Characterization of the status of hypoxia induced factors (HIF 1&2) during radiotherapy of Head and Neck cancer using in vivo imaging in mice

The Hypoxia Inducible Factors HIF-1 and HIF-2 are master transcriptional regulators which become stabilized in response to hypoxia and which activate a cellular program enabling cells to survive under hypoxic conditions - a common feature of most solid tumors. Interestingly, HIF 1 is not only stabilized by hypoxia but also accumulates in response to radiotherapy. The here proposed project is based on recently published studies of Chuan Li, in which a novel mechanism of HIF- 1 stabilization was discovered. These data indicated that HIF-1 stabilization was induced by radiotherapy via a mechanism independent from hypoxia, i.e. nitrosylation. Li and co-workers found that this mechanism had an important impact on tumor survival after irradiation thus making it a promising target for adjuvant drugs in combination with radiotherapy. The main objective of this research proposal is to characterize the protein levels of HIF-1 & 2 during radiotherapy using a mouse model system for Head and Neck (H&N) cancer and to test novel nitric oxide (NO) based strategies to inhibit HIF activity in order to enhance the tumor-suppressive effects of radiotherapy of H&N cancer.
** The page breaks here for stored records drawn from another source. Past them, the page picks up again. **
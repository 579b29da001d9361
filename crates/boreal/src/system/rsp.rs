//! Signal processor (RSP).

use crate::system::{System, mi::RcpInterrupt};
use bitos::bitos;

#[bitos(32)]
#[derive(Debug, Clone, Copy, Default)]
pub struct Status {
    #[bits(0)]
    pub halted: bool,
    #[bits(1)]
    pub broke: bool,
    #[bits(6)]
    pub interrupt_on_break: bool,
}

#[derive(Default)]
pub struct Interface {
    pub status: Status,
}

impl System {
    /// Handles the signal processor breaking out of its task.
    pub fn rsp_interrupt(&mut self) {
        self.rsp.status.set_halted(true);
        self.rsp.status.set_broke(true);
        self.signal_rcp_interrupt(RcpInterrupt::SignalProcessor);
    }
}
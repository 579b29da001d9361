//! Parallel interface (PI).

use crate::system::{System, mi::RcpInterrupt};
use bitos::bitos;

#[bitos(32)]
#[derive(Debug, Clone, Copy, Default)]
pub struct Status {
    #[bits(0)]
    pub dma_busy: bool,
    #[bits(1)]
    pub io_busy: bool,
    #[bits(2)]
    pub dma_error: bool,
}

#[derive(Default)]
pub struct Interface {
    pub status: Status,
}

impl System {
    /// Handles completion of a parallel DMA transfer.
    pub fn parallel_dma_finished(&mut self) {
        self.parallel.status.set_dma_busy(false);
        self.parallel.status.set_io_busy(false);
        self.signal_rcp_interrupt(RcpInterrupt::Parallel);
    }
}
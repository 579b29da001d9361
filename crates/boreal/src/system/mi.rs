//! RCP interrupt controller (MI).

use crate::system::{Event, System};
use bitos::{
    bitos,
    integer::{u5, u6},
};
use vr4300::cp0::Interrupt;

/// An interrupt source line of the RCP.
#[derive(Debug, Clone, Copy, PartialEq, Eq)]
pub enum RcpInterrupt {
    SignalProcessor,
    Serial,
    Audio,
    Video,
    Parallel,
    DisplayProcessor,
}

#[bitos(6)]
#[derive(Default, Debug, Clone, Copy)]
pub struct Sources {
    #[bits(0)]
    pub signal_processor: bool,
    #[bits(1)]
    pub serial: bool,
    #[bits(2)]
    pub audio: bool,
    #[bits(3)]
    pub video: bool,
    #[bits(4)]
    pub parallel: bool,
    #[bits(5)]
    pub display_processor: bool,
}

#[bitos(32)]
#[derive(Default, Debug, Clone, Copy)]
pub struct InterruptCause {
    #[bits(0..6)]
    pub sources: Sources,
}

#[bitos(32)]
#[derive(Default, Debug, Clone, Copy)]
pub struct InterruptMask {
    #[bits(0..6)]
    pub sources: Sources,
}

#[derive(Default)]
pub struct Interface {
    pub cause: InterruptCause,
    pub mask: InterruptMask,
}

impl Interface {
    /// Pending sources which are not masked off.
    pub fn allowed(&self) -> Sources {
        Sources::from_bits(self.cause.sources().to_bits() & self.mask.sources().to_bits())
    }

    pub fn raise(&mut self, int: RcpInterrupt) {
        let sources = self.cause.sources().to_bits().value() | (1 << int as usize);
        self.cause.set_sources(Sources::from_bits(u6::new(sources)));
    }

    pub fn lower(&mut self, int: RcpInterrupt) {
        let sources = self.cause.sources().to_bits().value() & !(1 << int as usize);
        self.cause.set_sources(Sources::from_bits(u6::new(sources)));
    }
}

impl System {
    /// Recomputes the RCP line of the CP0 cause register from the controller
    /// state and, if an interrupt just became eligible, queues its delivery
    /// at the next checkpoint.
    pub fn check_interrupts(&mut self) {
        if self.mi.allowed().to_bits().value() != 0 {
            let pending = self.cpu.cp0.cause.interrupt_pending() | Interrupt::Rcp.mask();
            self.cpu.cp0.cause.set_interrupt_pending(pending);
            self.cpu.cp0.cause.set_exception_code(u5::new(0));
        } else {
            let pending = self.cpu.cp0.cause.interrupt_pending() & !Interrupt::Rcp.mask();
            self.cpu.cp0.cause.set_interrupt_pending(pending);
        }

        if !self.cpu.interrupts_enabled() {
            return;
        }

        if self.cpu.cp0.status.interrupt_mask() & self.cpu.cp0.cause.interrupt_pending() != 0 {
            self.scheduler.push_front(Event::Check, self.cpu.cp0.count);
        }
    }

    /// Signals an RCP interrupt line and checks whether it can be delivered.
    pub fn signal_rcp_interrupt(&mut self, int: RcpInterrupt) {
        self.mi.raise(int);
        self.check_interrupts();
    }

    /// Clears an RCP interrupt line.
    pub fn clear_rcp_interrupt(&mut self, int: RcpInterrupt) {
        self.mi.lower(int);
        self.check_interrupts();
    }
}
//! Audio interface (AI).

use crate::system::{System, mi::RcpInterrupt};
use bitos::bitos;

#[bitos(32)]
#[derive(Debug, Clone, Copy, Default)]
pub struct Status {
    #[bits(30)]
    pub dma_busy: bool,
    #[bits(31)]
    pub dma_full: bool,
}

#[derive(Default)]
pub struct Interface {
    pub status: Status,
}

impl System {
    /// Handles completion of an audio DMA transfer.
    pub fn audio_dma_finished(&mut self) {
        self.audio.status.set_dma_full(false);
        self.audio.status.set_dma_busy(false);
        self.signal_rcp_interrupt(RcpInterrupt::Audio);
    }
}
//! The system control coprocessor (CP0).

use crate::Address;
use bitos::{bitos, integer::u5};

/// The status register (SR) gates interrupt delivery and records the
/// processor's privilege and reset state.
#[bitos(32)]
#[derive(Debug, Clone, Copy, PartialEq, Default)]
pub struct Status {
    /// Whether maskable interrupts are enabled at all.
    #[bits(0)]
    pub interrupt_enable: bool,
    /// Set while handling a general exception.
    #[bits(1)]
    pub exception_level: bool,
    /// Set while handling a reset, soft reset or NMI.
    #[bits(2)]
    pub error_level: bool,
    /// Per-line interrupt mask. A pending line only causes an interrupt if
    /// its mask bit is set.
    #[bits(8..16)]
    pub interrupt_mask: u8,
    /// Whether a non-maskable interrupt has occurred.
    #[bits(19)]
    pub nmi: bool,
    /// Whether a soft reset or NMI has occurred.
    #[bits(20)]
    pub soft_reset: bool,
    /// TLB shutdown.
    #[bits(21)]
    pub tlb_shutdown: bool,
    /// Whether exception vectors are at their bootstrap locations.
    #[bits(22)]
    pub boot_exception_vectors: bool,
}

/// The cause register describes the most recent exception.
#[bitos(32)]
#[derive(Debug, Clone, Copy, PartialEq, Default)]
pub struct Cause {
    /// What kind of exception occurred. Zero for interrupts.
    #[bits(2..7)]
    pub exception_code: u5,
    /// Per-line interrupt pending bits.
    #[bits(8..16)]
    pub interrupt_pending: u8,
    /// Whether the exception was taken in a branch delay slot.
    #[bits(31)]
    pub branch_delay: bool,
}

/// An interrupt line of the [`Cause`] register IP field.
#[derive(Debug, Clone, Copy, PartialEq, Eq)]
#[repr(u8)]
pub enum Interrupt {
    Software0 = 0,
    Software1 = 1,
    /// External interrupt driven by the RCP interrupt controller.
    Rcp = 2,
    Cartridge = 3,
    /// Raised by the reset button before the NMI fires.
    PreNmi = 4,
    /// Raised when the cycle counter reaches the compare register.
    Timer = 7,
}

impl Interrupt {
    /// Mask of this line in the IP/IM fields.
    #[inline(always)]
    pub fn mask(self) -> u8 {
        1 << self as u8
    }
}

/// The CP0 registers involved in interrupt delivery.
#[derive(Debug, Clone, PartialEq)]
pub struct Registers {
    /// Cycle counter, incremented as instructions retire.
    pub count: u32,
    /// Cycle count at which the timer interrupt fires.
    pub compare: u32,
    /// Status Register
    pub status: Status,
    /// Cause Register
    pub cause: Cause,
    /// Exception Program Counter
    pub epc: Address,
    /// Error Exception Program Counter
    pub error_epc: Address,
    /// Cycles charged to the counter per retired instruction.
    pub count_per_op: u32,
}

impl Default for Registers {
    fn default() -> Self {
        Self {
            count: 0,
            compare: 0,
            status: Status::from_bits(0x3400_0000),
            cause: Cause::from_bits(0),
            epc: Address(0),
            error_epc: Address(0),
            count_per_op: 2,
        }
    }
}
//! One-shot migration of legacy holders into positions.
//!
//! The legacy snapshot is written once by `initialize` and never extended.
//! Each holder migrates at most once, all of their principal at the
//! current block, into exactly one position.

use bonding_errors::BondingError;
use soroban_sdk::{Address, Env, Vec};

use crate::access::{self, Role};
use crate::events;
use crate::math;
use crate::parameters::{self, BondingConfig};
use crate::pausable;
use crate::registry;
use crate::types::{DataKey, LegacyEntry, LegacyRecord, MigrationState};

pub fn is_migrating(e: &Env) -> bool {
    e.storage()
        .instance()
        .get(&DataKey::Migrating)
        .unwrap_or(false)
}

pub fn legacy_record(e: &Env, holder: &Address) -> Option<LegacyRecord> {
    e.storage()
        .persistent()
        .get(&DataKey::Legacy(holder.clone()))
}

fn save_record(e: &Env, holder: &Address, record: &LegacyRecord) {
    let key = DataKey::Legacy(holder.clone());
    e.storage().persistent().set(&key, record);
    e.storage()
        .persistent()
        .extend_ttl(&key, registry::BUMP_THRESHOLD, registry::BUMP_TARGET);
}

/// Write the snapshot and return the total legacy principal.
///
/// # Errors
/// * `InvalidAmount` for a negative principal
/// * `InvalidConfig` for a duplicate holder or a lock beyond `max_lock_weeks`
pub fn load_snapshot(
    e: &Env,
    cfg: &BondingConfig,
    entries: &Vec<LegacyEntry>,
) -> Result<i128, BondingError> {
    let mut total: i128 = 0;
    for entry in entries.iter() {
        if entry.principal < 0 {
            return Err(BondingError::InvalidAmount);
        }
        if entry.lock_weeks > cfg.max_lock_weeks {
            return Err(BondingError::InvalidConfig);
        }
        if legacy_record(e, &entry.holder).is_some() {
            return Err(BondingError::InvalidConfig);
        }
        let record = LegacyRecord {
            principal: entry.principal,
            lock_weeks: entry.lock_weeks,
            remaining: entry.principal,
            state: MigrationState::NotMigrated,
        };
        save_record(e, &entry.holder, &record);
        total = math::add_i128(total, entry.principal)?;
    }
    e.storage().instance().set(&DataKey::Migrating, &true);
    Ok(total)
}

/// Move `holder`'s legacy principal into a new position.
pub fn migrate(e: &Env, holder: &Address) -> Result<u64, BondingError> {
    holder.require_auth();
    pausable::require_not_paused(e)?;
    if !is_migrating(e) {
        return Err(BondingError::MigrationClosed);
    }
    let mut record = legacy_record(e, holder).ok_or(BondingError::NoLegacyBalance)?;
    if record.state == MigrationState::Migrated {
        return Err(BondingError::AlreadyMigrated);
    }
    if record.remaining <= 0 {
        return Err(BondingError::NoLegacyBalance);
    }

    let cfg = parameters::get_config(e)?;
    let collab = registry::get_collaborators(e)?;
    let block = registry::current_block(e);

    let mut pools = registry::sync(e, &cfg, &collab, block)?;
    // Legacy principal already sits in custody under lp_to_migrate.
    pools.lp.lp_to_migrate = math::sub_i128(pools.lp.lp_to_migrate, record.remaining)?;
    let position = registry::create(
        e,
        &cfg,
        &mut pools,
        holder,
        record.remaining,
        record.lock_weeks,
        parameters::MAX_LOCK_WEEKS_CEILING,
        block,
    )?;
    registry::persist(e, &pools);

    let migrated = record.remaining;
    record.remaining = 0;
    record.state = MigrationState::Migrated;
    save_record(e, holder, &record);

    events::emit_migrated(e, holder, position.id, migrated, record.lock_weeks);
    Ok(position.id)
}

pub fn set_migrating(e: &Env, manager: &Address, migrating: bool) -> Result<(), BondingError> {
    access::require_role(e, Role::Manager, manager)?;
    e.storage().instance().set(&DataKey::Migrating, &migrating);
    events::emit_migrating_set(e, manager, migrating);
    Ok(())
}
A luciferase-based reporter system allows us to monitor HIF-1&2 protein levels in living mice using an in vivo imaging system (IVIS200, Xenogen). Using this technology, HIF levels in xenograft tumors as well as in stromal cells of host mice can be quantified in the same organism before, during and after irradiation. Simultaneously, tumor growth can be followed up in real time. By performing tumor growth delay experiments upon administration of pan-NO-synthase inhibitors we hope to find evidence for the tumor-suppressive effect of these drugs and to demonstrate the feasibility to combine them with radiotherapy of H&N tumors.